I still had to have credentials though. So I did what I was supposed to do, I thought. Boomers always do that. We're not the ones who push the envelope. We're the ones who spill out of the envelope when it's too full.
And then world just has to deal with us. I'm sorry that my diaries go around in circles all the time. But my life has gone full circle so many times I am having a hard time keeping it straight.
Chattel Mortgages. That's what this diary was supposed to be about.
I'm getting to that. Here's what I found when I innocently looked up the term:
This article aims to determine when, where, and under what
circumstances the first chattel mortgage statutes arose. This article
first examines the southern colonial statutes mentioned in those
early American appellate opinions and traces them to their earliest
version. The article then explores analogous Anglo-American
recording statutes for personalty, some mentioned in the early
American appellate opinions as potential sources of the southern
colonial chattel mortgage acts. These two investigations establish
that the first chattel mortgage acts arose in the Chesapeake
colonies during the mid-seventeenth century, shortly after the
development of the nonpossessory secured transaction. The article
then analyzes the earliest reported southern American opinions,
from the late eighteenth and early nineteenth centuries, for clues
to the circumstances giving rise to the first chattel mortgage acts.
Lastly, the article reviews the scanty legislative history concerning
these first chattel mortgage acts. These latter two investigations
suggest that southern colonial legislatures first passed these statutes
to eliminate the secret lien problem for judgment creditors.
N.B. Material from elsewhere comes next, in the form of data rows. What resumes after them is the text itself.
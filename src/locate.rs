//! Row-locating conditions.
//!
//! A mutation names its target either by primary-key field values or by a
//! single global node id. Both paths end in the same conjunction of
//! `column = value` predicates, with each value already converted to the
//! column's storage representation.

use crate::catalog::{Attribute, TableDescriptor, quote_ident};
use crate::core::{DataType, DbError, Result, Row, Value};
use crate::hooks::{HostServices, MutationRequest};

#[derive(Debug, Clone, PartialEq)]
pub struct ColumnPredicate {
    pub column: String,
    pub data_type: DataType,
    pub value: Value,
}

/// Conjunction of equality predicates over key columns.
#[derive(Debug, Clone, PartialEq)]
pub struct RowCondition {
    predicates: Vec<ColumnPredicate>,
}

impl RowCondition {
    pub fn predicates(&self) -> &[ColumnPredicate] {
        &self.predicates
    }

    /// Evaluates the condition against a stored row of `table`.
    pub fn matches(&self, table: &TableDescriptor, row: &Row) -> Result<bool> {
        for predicate in &self.predicates {
            let idx = table.find_attribute_index(&predicate.column).ok_or_else(|| {
                DbError::ColumnNotFound(predicate.column.clone(), table.name().to_string())
            })?;
            let stored = row.get(idx).unwrap_or(&Value::Null);
            // NULL never equals anything, itself included
            if stored.is_null() || predicate.value.is_null() || *stored != predicate.value {
                return Ok(false);
            }
        }
        Ok(true)
    }

    /// Renders `("a" = $n and "b" = $n+1)`, returning the SQL text and the
    /// parameters in placeholder order.
    pub fn to_sql(&self, first_placeholder: usize) -> (String, Vec<Value>) {
        let mut clauses = Vec::with_capacity(self.predicates.len());
        let mut params = Vec::with_capacity(self.predicates.len());
        for (offset, predicate) in self.predicates.iter().enumerate() {
            clauses.push(format!(
                "{} = ${}::{}",
                quote_ident(&predicate.column),
                first_placeholder + offset,
                predicate.data_type.sql_name()
            ));
            params.push(predicate.value.clone());
        }
        (format!("({})", clauses.join(" and ")), params)
    }
}

/// How a mutation identifies its target row.
#[derive(Debug, Clone, Copy, PartialEq, Eq)]
pub enum LocateMode {
    PrimaryKey,
    NodeId,
}

/// Picks the identification mode from the fields the request carries.
pub fn locate_mode(request: &MutationRequest, node_id_field: &str) -> LocateMode {
    match request.field(node_id_field) {
        Some(value) if !value.is_null() => LocateMode::NodeId,
        _ => LocateMode::PrimaryKey,
    }
}

/// Builds the condition for whichever mode `request` uses.
pub fn locate_row(
    table: &TableDescriptor,
    request: &MutationRequest,
    node_id_field: &str,
    services: &HostServices,
) -> Result<RowCondition> {
    match locate_mode(request, node_id_field) {
        LocateMode::NodeId => {
            let node_id = request
                .field(node_id_field)
                .and_then(|value| value.as_str())
                .ok_or_else(|| {
                    DbError::InvalidNodeId(format!("field '{}' must be a string", node_id_field))
                })?;
            condition_from_node_id(table, node_id, services)
        }
        LocateMode::PrimaryKey => condition_from_primary_key(table, request, services),
    }
}

/// Primary-key mode: one request field per key column, named by the inflector.
pub fn condition_from_primary_key(
    table: &TableDescriptor,
    request: &MutationRequest,
    services: &HostServices,
) -> Result<RowCondition> {
    let key_attributes = key_attributes(table)?;
    let mut values = Vec::with_capacity(key_attributes.len());
    for attribute in &key_attributes {
        let field = services.inflector.column_field(attribute);
        match request.field(&field) {
            Some(value) if !value.is_null() => values.push(value.clone()),
            Some(_) => {
                return Err(DbError::InvalidInput(format!(
                    "primary key field '{}' must not be null",
                    field
                )));
            }
            None => {
                return Err(DbError::InvalidInput(format!(
                    "missing primary key field '{}' for {}",
                    field,
                    table.name()
                )));
            }
        }
    }
    build_condition(&key_attributes, &values, services)
}

/// Global-identifier mode: decode, check the type tag and key arity, then
/// proceed as in primary-key mode.
pub fn condition_from_node_id(
    table: &TableDescriptor,
    node_id: &str,
    services: &HostServices,
) -> Result<RowCondition> {
    let decoded = services.node_ids.decode(node_id)?;
    let expected = services.inflector.node_type(table);
    if decoded.type_name != expected {
        return Err(DbError::MismatchedNodeType {
            expected,
            actual: decoded.type_name,
        });
    }

    let key_attributes = key_attributes(table)?;
    if decoded.values.len() != key_attributes.len() {
        return Err(DbError::InvalidNodeId(format!(
            "expected {} key value(s) for {}, got {}",
            key_attributes.len(),
            expected,
            decoded.values.len()
        )));
    }
    build_condition(&key_attributes, &decoded.values, services)
}

fn key_attributes(table: &TableDescriptor) -> Result<Vec<&Attribute>> {
    let attributes = table.primary_key_attributes()?;
    if attributes.is_empty() {
        return Err(DbError::InvalidInput(format!(
            "{} has no primary key; rows cannot be located",
            table.name()
        )));
    }
    Ok(attributes)
}

fn build_condition(
    attributes: &[&Attribute],
    values: &[serde_json::Value],
    services: &HostServices,
) -> Result<RowCondition> {
    let predicates = attributes
        .iter()
        .zip(values)
        .map(|(attribute, value)| {
            let value = services.converter.to_storage(
                value,
                &attribute.data_type,
                attribute.type_modifier,
            )?;
            Ok(ColumnPredicate {
                column: attribute.name.clone(),
                data_type: attribute.data_type.clone(),
                value,
            })
        })
        .collect::<Result<Vec<_>>>()?;
    Ok(RowCondition { predicates })
}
Chattel Morgages are nonpossessory. Stuff that can be moved. Like my laptop, and two cars that were stolen I suppose, but I didn't have a mortgage on them. I just had liability on the cars and the laptop wasn't insured because I'm a renter. And broke. And the nine year old was too young to prosecute so his mother routinely uses him to hawk things that either he or she picks up and we can't do anything about it. The second car was my van, stolen out of my driveway when the City of New Orleans decided to evacuate an entire city - check the crime statistics for that day in Mobile if you don't buy my theory. I helped though because I'd come in from teaching exhausted and depressed, and told the tenant I had just gotten from Craigslist (who is another suspect in my view) that I was going upstairs to grade papers. The first car that was stolen was another one of my two Sterlings. That's another story for a different day. But it's a good one.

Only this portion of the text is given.